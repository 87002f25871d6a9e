use serde::{Deserialize, Serialize};
use std::collections::HashMap;
use std::path::Path;
use std::time::Duration;

use super::errors::ConfigError;
use super::types::{normalize_address, DEFAULT_PARTITION};
use crate::client::{ConnectionStrategy, FlushPolicy};
use crate::columnar::DimensionMismatchPolicy;
use crate::store::MetricType;

/// Collection client configuration.
///
/// Every field has a default, so a TOML file only needs the keys it overrides:
///
/// ```toml
/// address = "milvus.lan"
/// partition_name = "articles_2025"
/// connection_strategy = "cached"
/// flush_policy = "throttled"
/// flush_interval_ms = 1000
/// dimension_mismatch = "reject"
///
/// [search]
/// top_k = 10
/// ```
#[derive(Debug, Clone, Serialize, Deserialize)]
#[serde(default)]
pub struct ClientConfig {
    /// Store address, `host` or `host:port`
    pub address: String,
    /// Overrides the collection name derived from the document type
    pub collection_name: Option<String>,
    pub partition_name: String,
    pub shard_count: u32,
    pub connection_strategy: ConnectionStrategy,
    pub connect_timeout_ms: u64,
    /// Deadline applied to every remote call
    pub request_timeout_ms: u64,
    pub flush_policy: FlushPolicy,
    /// Minimum spacing between throttled flushes of one collection
    pub flush_interval_ms: u64,
    pub dimension_mismatch: DimensionMismatchPolicy,
    pub search: SearchDefaults,
}

/// Defaults applied to search requests that leave a parameter unset
#[derive(Debug, Clone, Serialize, Deserialize)]
#[serde(default)]
pub struct SearchDefaults {
    /// Overrides the index metric for searches that name none
    pub metric: Option<MetricType>,
    pub top_k: usize,
    /// Index-specific search parameters, passed through to the store
    pub params: HashMap<String, String>,
}

impl Default for SearchDefaults {
    fn default() -> Self {
        Self {
            metric: None,
            top_k: 10,
            params: HashMap::new(),
        }
    }
}

impl Default for ClientConfig {
    fn default() -> Self {
        Self {
            address: "localhost:19530".to_string(),
            collection_name: None,
            partition_name: DEFAULT_PARTITION.to_string(),
            shard_count: 1,
            connection_strategy: ConnectionStrategy::Cached,
            connect_timeout_ms: 10_000,
            request_timeout_ms: 30_000,
            flush_policy: FlushPolicy::Throttled,
            flush_interval_ms: 1_000,
            dimension_mismatch: DimensionMismatchPolicy::Reject,
            search: SearchDefaults::default(),
        }
    }
}

impl ClientConfig {
    pub fn with_address(address: impl Into<String>) -> Self {
        Self {
            address: address.into(),
            ..Self::default()
        }
    }

    pub fn from_toml_str(source: &str) -> Result<Self, ConfigError> {
        let config = toml::from_str::<ClientConfig>(source)
            .map_err(|e| ConfigError::TomlParseError(e.to_string()))?;
        config.validate()?;
        Ok(config)
    }

    pub fn from_toml_file(path: impl AsRef<Path>) -> Result<Self, ConfigError> {
        let path = path.as_ref();
        let source = std::fs::read_to_string(path).map_err(|e| ConfigError::Io {
            path: path.display().to_string(),
            message: e.to_string(),
        })?;
        Self::from_toml_str(&source)
    }

    pub fn validate(&self) -> Result<(), ConfigError> {
        if self.address.trim().is_empty() {
            return Err(invalid("address", &self.address));
        }
        if self.partition_name.trim().is_empty() {
            return Err(invalid("partition_name", &self.partition_name));
        }
        if let Some(name) = &self.collection_name {
            if name.trim().is_empty() {
                return Err(invalid("collection_name", name));
            }
        }
        if self.shard_count == 0 {
            return Err(invalid("shard_count", self.shard_count));
        }
        if self.connect_timeout_ms == 0 {
            return Err(invalid("connect_timeout_ms", self.connect_timeout_ms));
        }
        if self.request_timeout_ms == 0 {
            return Err(invalid("request_timeout_ms", self.request_timeout_ms));
        }
        if self.search.top_k == 0 {
            return Err(invalid("search.top_k", self.search.top_k));
        }
        Ok(())
    }

    /// Address with the default port filled in
    pub fn normalized_address(&self) -> String {
        normalize_address(self.address.trim())
    }

    pub fn connect_timeout(&self) -> Duration {
        Duration::from_millis(self.connect_timeout_ms)
    }

    pub fn request_timeout(&self) -> Duration {
        Duration::from_millis(self.request_timeout_ms)
    }

    pub fn flush_interval(&self) -> Duration {
        Duration::from_millis(self.flush_interval_ms)
    }
}

fn invalid(field: &str, value: impl ToString) -> ConfigError {
    ConfigError::InvalidValue {
        field: field.to_string(),
        value: value.to_string(),
    }
}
*-*-*
Task directions - Which lines above hold the string "struct"? Show each of them.

Exercise response -
pub struct ClientConfig {
pub struct SearchDefaults {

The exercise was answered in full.